### TASK DETAILS
Search the records for the string "title" and copy every line where it turns up.

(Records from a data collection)
◆ ◆ ◆ ◆

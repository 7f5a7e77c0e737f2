//! Prompt loader for built-in and workspace prompt definitions.
//!
//! The wildfire prompts ship inside the binary. A workspace can override any
//! of them by placing `<id>.yml` in `.firegpt/prompts/`.

use crate::types::PromptDefinition;
use firegpt_core::{AppError, AppResult};
use std::path::Path;

/// Prompt used to answer free-text questions.
pub const ASK_PROMPT_ID: &str = "wildfire.ask";

/// Prompt used to write an incident action plan.
pub const PLAN_PROMPT_ID: &str = "wildfire.plan";

const BUILTIN_PROMPTS: &[(&str, &str)] = &[
    (ASK_PROMPT_ID, include_str!("../prompts/wildfire.ask.yml")),
    (PLAN_PROMPT_ID, include_str!("../prompts/wildfire.plan.yml")),
];

/// Load a prompt definition by ID.
///
/// A file named `<id>.yml` in the workspace's `.firegpt/prompts/` wins over
/// the built-in definition of the same ID.
///
/// # Example
/// ```no_run
/// use firegpt_prompt::{load_prompt, ASK_PROMPT_ID};
/// use std::path::Path;
///
/// # fn example() -> Result<(), Box<dyn std::error::Error>> {
/// let prompt = load_prompt(Path::new("."), ASK_PROMPT_ID)?;
/// println!("Loaded prompt: {}", prompt.title);
/// # Ok(())
/// # }
/// ```
pub fn load_prompt(workspace_path: &Path, prompt_id: &str) -> AppResult<PromptDefinition> {
    let prompt_file = workspace_path
        .join(".firegpt/prompts")
        .join(format!("{}.yml", prompt_id));

    let definition = if prompt_file.is_file() {
        tracing::debug!("Loading prompt override from: {:?}", prompt_file);

        let contents = std::fs::read_to_string(&prompt_file).map_err(|e| {
            AppError::Prompt(format!(
                "Failed to read prompt file {:?}: {}",
                prompt_file, e
            ))
        })?;

        serde_yaml::from_str::<PromptDefinition>(&contents).map_err(|e| {
            AppError::Prompt(format!(
                "Failed to parse prompt YAML {:?}: {}",
                prompt_file, e
            ))
        })?
    } else {
        builtin_prompt(prompt_id)?
    };

    validate_prompt(&definition)?;

    if definition.id != prompt_id {
        return Err(AppError::Prompt(format!(
            "Prompt file for '{}' declares id '{}'",
            prompt_id, definition.id
        )));
    }

    tracing::debug!("Loaded prompt: {} ({})", definition.id, definition.title);

    Ok(definition)
}

/// Parse one of the prompts compiled into the binary.
pub fn builtin_prompt(prompt_id: &str) -> AppResult<PromptDefinition> {
    let (_, source) = BUILTIN_PROMPTS
        .iter()
        .find(|(id, _)| *id == prompt_id)
        .ok_or_else(|| AppError::Prompt(format!("Unknown prompt: {}", prompt_id)))?;

    serde_yaml::from_str(source)
        .map_err(|e| AppError::Prompt(format!("Invalid built-in prompt {}: {}", prompt_id, e)))
}

/// IDs of the built-in prompts.
pub fn list_prompts() -> Vec<&'static str> {
    BUILTIN_PROMPTS.iter().map(|(id, _)| *id).collect()
}

/// Validate a prompt definition.
fn validate_prompt(def: &PromptDefinition) -> AppResult<()> {
    if def.id.is_empty() {
        return Err(AppError::Prompt("Prompt ID cannot be empty".to_string()));
    }

    if def.template.trim().is_empty() {
        return Err(AppError::Prompt(
            "Prompt template cannot be empty".to_string(),
        ));
    }

    // Simple x.y check
    if !def.api_version.contains('.') {
        return Err(AppError::Prompt(format!(
            "Invalid apiVersion format: {}. Expected format: 'x.y'",
            def.api_version
        )));
    }

    Ok(())
}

◆ ◆ ◆ ◆

### WRITTEN ANSWER
/// println!("Loaded prompt: {}", prompt.title);
    tracing::debug!("Loaded prompt: {} ({})", definition.id, definition.title);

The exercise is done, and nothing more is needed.